SOURCE MATERIAL =>

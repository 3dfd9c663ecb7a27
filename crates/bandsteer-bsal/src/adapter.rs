// ── Driver adapter trait ──

use crate::error::BsalError;
use crate::params::{BtmRequest, RrmRequest};
use crate::types::{ClientInfo, ClientThresholds, DisconnectType, MacAddress};

/// Host-side driver plumbing the steering engine programs.
///
/// One implementation serves all interfaces; every call names the
/// interface it targets. Implementations are expected to be cheap and
/// non-blocking; long operations (instant RSSI measurement) complete
/// asynchronously via [`BsalEvent`](crate::BsalEvent) delivery.
pub trait BsalAdapter {
    /// Install a client entry with its initial thresholds on one
    /// interface.
    fn add_client(
        &mut self,
        ifname: &str,
        mac: MacAddress,
        thresholds: &ClientThresholds,
    ) -> Result<(), BsalError>;

    /// Replace a client's thresholds on one interface.
    fn update_client(
        &mut self,
        ifname: &str,
        mac: MacAddress,
        thresholds: &ClientThresholds,
    ) -> Result<(), BsalError>;

    /// Remove a client entry from one interface.
    fn remove_client(&mut self, ifname: &str, mac: MacAddress) -> Result<(), BsalError>;

    /// Poll the driver for a client's live state on one interface.
    fn client_info(&mut self, ifname: &str, mac: MacAddress) -> Result<ClientInfo, BsalError>;

    /// Kick a connected client with the given frame type and reason.
    fn disconnect_client(
        &mut self,
        ifname: &str,
        mac: MacAddress,
        kind: DisconnectType,
        reason: u8,
    ) -> Result<(), BsalError>;

    /// Start an instant RSSI measurement. The result arrives later as
    /// an [`RssiMeasurement`](crate::BsalEvent::RssiMeasurement) event.
    /// Drivers without support return [`BsalError::Unsupported`].
    fn measure_rssi(
        &mut self,
        ifname: &str,
        mac: MacAddress,
        num_samples: u8,
    ) -> Result<(), BsalError>;

    /// Transmit a BSS Transition Management request to a client.
    fn send_btm_request(
        &mut self,
        ifname: &str,
        mac: MacAddress,
        request: &BtmRequest,
    ) -> Result<(), BsalError>;

    /// Transmit a beacon measurement request to a client.
    fn send_rrm_request(
        &mut self,
        ifname: &str,
        mac: MacAddress,
        request: &RrmRequest,
    ) -> Result<(), BsalError>;
}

WHAT YOU ARE ASKED TO DO => The response must be an exact reproduction of all the entries.

WRITTEN REPLY =>
repository 3dfd9c663ecb7a27
filename crates/bandsteer-bsal/src/adapter.rs
// ── Driver adapter trait ──

use crate::error::BsalError;
use crate::params::{BtmRequest, RrmRequest};
use crate::types::{ClientInfo, ClientThresholds, DisconnectType, MacAddress};

/// Host-side driver plumbing the steering engine programs.
///
/// One implementation serves all interfaces; every call names the
/// interface it targets. Implementations are expected to be cheap and
/// non-blocking; long operations (instant RSSI measurement) complete
/// asynchronously via [`BsalEvent`](crate::BsalEvent) delivery.
pub trait BsalAdapter {
    /// Install a client entry with its initial thresholds on one
    /// interface.
    fn add_client(
        &mut self,
        ifname: &str,
        mac: MacAddress,
        thresholds: &ClientThresholds,
    ) -> Result<(), BsalError>;

    /// Replace a client's thresholds on one interface.
    fn update_client(
        &mut self,
        ifname: &str,
        mac: MacAddress,
        thresholds: &ClientThresholds,
    ) -> Result<(), BsalError>;

    /// Remove a client entry from one interface.
    fn remove_client(&mut self, ifname: &str, mac: MacAddress) -> Result<(), BsalError>;

    /// Poll the driver for a client's live state on one interface.
    fn client_info(&mut self, ifname: &str, mac: MacAddress) -> Result<ClientInfo, BsalError>;

    /// Kick a connected client with the given frame type and reason.
    fn disconnect_client(
        &mut self,
        ifname: &str,
        mac: MacAddress,
        kind: DisconnectType,
        reason: u8,
    ) -> Result<(), BsalError>;

    /// Start an instant RSSI measurement. The result arrives later as
    /// an [`RssiMeasurement`](crate::BsalEvent::RssiMeasurement) event.
    /// Drivers without support return [`BsalError::Unsupported`].
    fn measure_rssi(
        &mut self,
        ifname: &str,
        mac: MacAddress,
        num_samples: u8,
    ) -> Result<(), BsalError>;

    /// Transmit a BSS Transition Management request to a client.
    fn send_btm_request(
        &mut self,
        ifname: &str,
        mac: MacAddress,
        request: &BtmRequest,
    ) -> Result<(), BsalError>;

    /// Transmit a beacon measurement request to a client.
    fn send_rrm_request(
        &mut self,
        ifname: &str,
        mac: MacAddress,
        request: &RrmRequest,
    ) -> Result<(), BsalError>;
}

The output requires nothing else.